生物通报道  9月18日,来自中科院遗传与发育生物学研究所的研究人员在《Nature Protocols》杂志上发表了一篇题为“Genome editing in rice and wheat using the CRISPR/Cas system”的文章,详细描述了利用CRISPR/Cas系统分步实现水稻和小麦基因组编辑的一种实验方案。

中科院遗传与发育生物学研究所的高彩霞(Caixia Gao)研究员是这篇论文的通讯作者。其主要研究领域包括农作物基因组定向编辑技术体系的研究与应用、农作物遗传转化技术体系的建立与应用,以及小麦重要功能基因的分子生物学研究。

靶向性基因组编辑技术成为了近年来了解基因功能以及在植物中开发有价值的新性状的强大工具。锌指核酸酶(ZFNs)、转录激活因子样效应物核酸酶(TALENs)和CRISPR/Cas系统是构成基因组编辑的三大核心技术。

ZFNs曾被认为是最有潜力的基因改造技术。但锌指基序(motif)同其靶序列的对应性并不特异,对于每一个特定的靶点,往往需要构建庞大的锌指表达文库,通过实验筛选出高效且特异结合靶序列的锌指蛋白;而且在基因组上找到合适的ZFN靶点也比较困难。因而这种技术工作量大、花费昂贵且具有毒性。TALEN技术既能够像ZFN一样精确地修饰复杂的基因组,又具有比ZFN更容易设计的优点,即具备了ZFNs技术特异结合目标DNA特异性的优点,同时消除了它的一些缺点,比ZFNs更容易设计、特异性更高且毒性更低。

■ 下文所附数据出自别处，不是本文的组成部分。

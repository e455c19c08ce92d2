//! Integration tests for loading, indexing and persistence.
//!
//! These tests drive the public API end to end: text in, file out, file
//! back in, queries against every index.

use std::fmt::Write as _;
use std::sync::Arc;
use std::thread;

use boxscoredb::index::{Column, Date, FieldGoalPct, FreeThrowPct, IndexManager, Points, TeamId};
use boxscoredb::{Database, DatabaseFile, GameRecord, PageStore};
use tempfile::tempdir;

/// A tab-separated file with `n` games and a few malformed lines mixed in.
fn games_text(n: usize) -> String {
    let mut text = String::from(
        "GAME_DATE_EST\tTEAM_ID_home\tPTS_home\tFG_PCT_home\tFT_PCT_home\tFG3_PCT_home\tAST_home\tREB_home\tHOME_TEAM_WINS\n",
    );
    for i in 0..n {
        writeln!(
            text,
            "20{:02}-{:02}-{:02}\t{}\t{}\t{:.3}\t{:.3}\t{:.3}\t{}\t{}\t{}",
            10 + i % 10,
            1 + i % 12,
            1 + i % 28,
            1610612737 + i % 30,
            85 + (i * 13) % 50,
            0.380 + ((i * 7) % 150) as f32 / 1000.0,
            0.600 + ((i * 11) % 400) as f32 / 1000.0,
            0.250 + (i % 200) as f32 / 1000.0,
            15 + i % 20,
            35 + i % 25,
            i % 2
        )
        .unwrap();
        if i % 97 == 0 {
            text.push_str("2020-01-01\tnot-a-team\t100\t0.5\t0.5\t0.5\t1\t1\t1\n");
        }
    }
    text
}

fn loaded_store(n: usize) -> PageStore {
    let db_text = games_text(n);
    let mut store = PageStore::new();
    let report = boxscoredb::storage::loader::load_from_reader(db_text.as_bytes(), &mut store).unwrap();
    assert_eq!(report.loaded, n);
    store
}

/// Every record must be found through each index under its own location.
fn assert_complete<C: Column>(store: &PageStore, indexes: &IndexManager) {
    for (location, record) in store.iter() {
        let hits = indexes.search_exact::<C>(&C::key(&record));
        assert!(hits.contains(&location), "{} missing {}", C::NAME, location);
    }
}

#[test]
fn test_every_record_found_on_every_index() {
    let store = loaded_store(2_500);
    let mut indexes = IndexManager::new();
    indexes.build(&store);

    assert_complete::<TeamId>(&store, &indexes);
    assert_complete::<Points>(&store, &indexes);
    assert_complete::<FieldGoalPct>(&store, &indexes);
    assert_complete::<FreeThrowPct>(&store, &indexes);
    assert_complete::<Date>(&store, &indexes);
}

#[test]
fn test_index_shapes_after_bulk_load() {
    let store = loaded_store(2_500);
    let mut indexes = IndexManager::new();
    indexes.build(&store);

    let stats = indexes.statistics();
    for (name, tree) in &stats.per_index {
        assert_eq!(tree.leaf_entries, 2_500, "{}", name);
        assert!(tree.height >= 2, "{}", name);
        assert!(tree.avg_keys_per_leaf() >= 9.0, "{}", name);
    }
}

#[test]
fn test_range_queries_match_scan() {
    let store = loaded_store(1_500);
    let mut indexes = IndexManager::new();
    indexes.build(&store);

    let mut hits = indexes.search_by_ft_pct(0.75, 0.85);
    let mut expected: Vec<_> = store
        .iter()
        .filter(|(_, r)| (0.75..=0.85).contains(&r.ft_pct_home))
        .map(|(loc, _)| loc)
        .collect();
    hits.sort();
    expected.sort();
    assert_eq!(hits, expected);

    let points = indexes.search_by_points_range(100, 104);
    let expected = store
        .iter()
        .filter(|(_, r)| (100..=104).contains(&r.pts_home))
        .count();
    assert_eq!(points.len(), expected);
}

#[test]
fn test_file_round_trip_preserves_queries() {
    let dir = tempdir().unwrap();
    let text_path = dir.path().join("games.txt");
    let db_path = dir.path().join("games.db");
    std::fs::write(&text_path, games_text(500)).unwrap();

    let db = Database::new();
    let report = db.load_from_text_file(&text_path).unwrap();
    assert_eq!(report.loaded, 500);
    assert_eq!(report.skipped, 6);
    db.build_indexes();
    db.write_to_disk(&db_path).unwrap();

    let reopened = Database::open(&db_path).unwrap();
    assert_eq!(reopened.record_count(), 500);
    assert_eq!(reopened.storage_statistics(), db.storage_statistics());

    for team in [1610612737, 1610612750, 1610612766] {
        let before = db.search_by_team_id(team);
        let after = reopened.search_by_team_id(team);
        assert_eq!(before, after);
        assert!(!after.is_empty());
    }

    let size = std::fs::metadata(&db_path).unwrap().len();
    assert_eq!(size, DatabaseFile::file_size(reopened.storage_statistics().page_count));
}

#[test]
fn test_corrupted_file_is_rejected() {
    let dir = tempdir().unwrap();
    let db_path = dir.path().join("games.db");

    let db = Database::new();
    for i in 0..10 {
        db.add_record(&GameRecord {
            pts_home: i,
            ..GameRecord::default()
        });
    }
    db.write_to_disk(&db_path).unwrap();

    let mut bytes = std::fs::read(&db_path).unwrap();
    let last = bytes.len() - 1;
    bytes[last - 4000] ^= 0xFF;
    std::fs::write(&db_path, &bytes).unwrap();

    assert!(Database::open(&db_path).is_err());
}

#[test]
fn test_concurrent_readers() {
    let db = Database::new();
    db.load_from_reader(games_text(1_000).as_bytes()).unwrap();
    db.build_indexes();
    let db = Arc::new(db);

    let handles: Vec<_> = (0..4)
        .map(|t| {
            let db = Arc::clone(&db);
            thread::spawn(move || {
                let mut found = 0;
                for team in 0..30 {
                    let records = db.search_by_team_id(1610612737 + team);
                    assert!(records.iter().all(|r| r.team_id_home == 1610612737 + team));
                    found += records.len();
                }
                found += db.search_by_points_range(0, 1_000).len() * t;
                found
            })
        })
        .collect();

    for (t, handle) in handles.into_iter().enumerate() {
        assert_eq!(handle.join().unwrap(), 1_000 + 1_000 * t);
    }
    assert_eq!(db.query_stats().queries, 4 * 31);
}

CRISPR/Cas系统广泛存在于细菌及古生菌中,是机体长期进化形成的RNA指导的降解入侵病毒或噬菌体DNA的适应性免疫系统。针对II型CRISPR/Cas系统进行改造,使其成为了继ZFNs和TALENs以来的高效定点修饰新技术。相比于ZFNs和TALENs,CRISPR/Cas系统更简单,并且更容易操作。在这一系统中,只需改变单导向RNA (single-guide RNA,sgRNA)中20个核苷酸(nt)的目标序列就可以靶向不同的基因。简单的克隆策略和对潜在目标靶点较少的限制使得CRISPR/Cas非常具有吸引力(延伸阅读:The Scientist:聚焦CRISPR研究先锋张锋 )。

在这篇新文章中,作者们描述了由选择靶位点,到设计、构建、验证及利用sgRNAs在水稻和小麦中实现CRISPR/Cas介导序列特异性突变发生及基因打靶的一种分步实验方案,其中尤为详细地介绍了sgRNAs和Cas9构建和表达的步骤和时间表。第一阶段sgRNAs的构建需用4天时间分11步完成,将靶点特异性的sgRNA寡核苷酸(oligos)克隆到sgRNA支架载体中在原生质体中实现短暂表达。第二阶段是进行验证,大约需要6天时间。第一天,首先分离出原生质体。随后的两天,根据第13-25步骤用PEG介导原生质体转化。再用三天时间,按照第26-29步骤检测原生质体中的突变。最后一个阶段是获取突变。在随后的13-17周时间内,按第30-37步利用基因枪实现对水稻的稳定转化。最后3天,第38-41步则是对转基因水稻中的插入和缺失(indels)进行检测和测序。

这篇新文章为我们提供了一种可在1-2周内在原生质体中实现快速基因打靶,并在13-17周内生成突变植物的简单直接的实验方案。

(生物通:何嫱)

作者简介:

高彩霞

女,研究员,博士生导师

1991年获甘肃农业大学学士。1994年获甘肃农业大学硕士。1997年获中国农业大学博士。1997-1998年丹麦DLF-Trifolium公司科研部博士后。1998-2009年丹麦DLF-Trifolium公司科研部Research Scientist,课题组长。2009年9月回国,在遗传发育所植物细胞与染色体工程国家重点实验室任研究员,课题组长,2010年入选中国科学院“杰出技术人才”。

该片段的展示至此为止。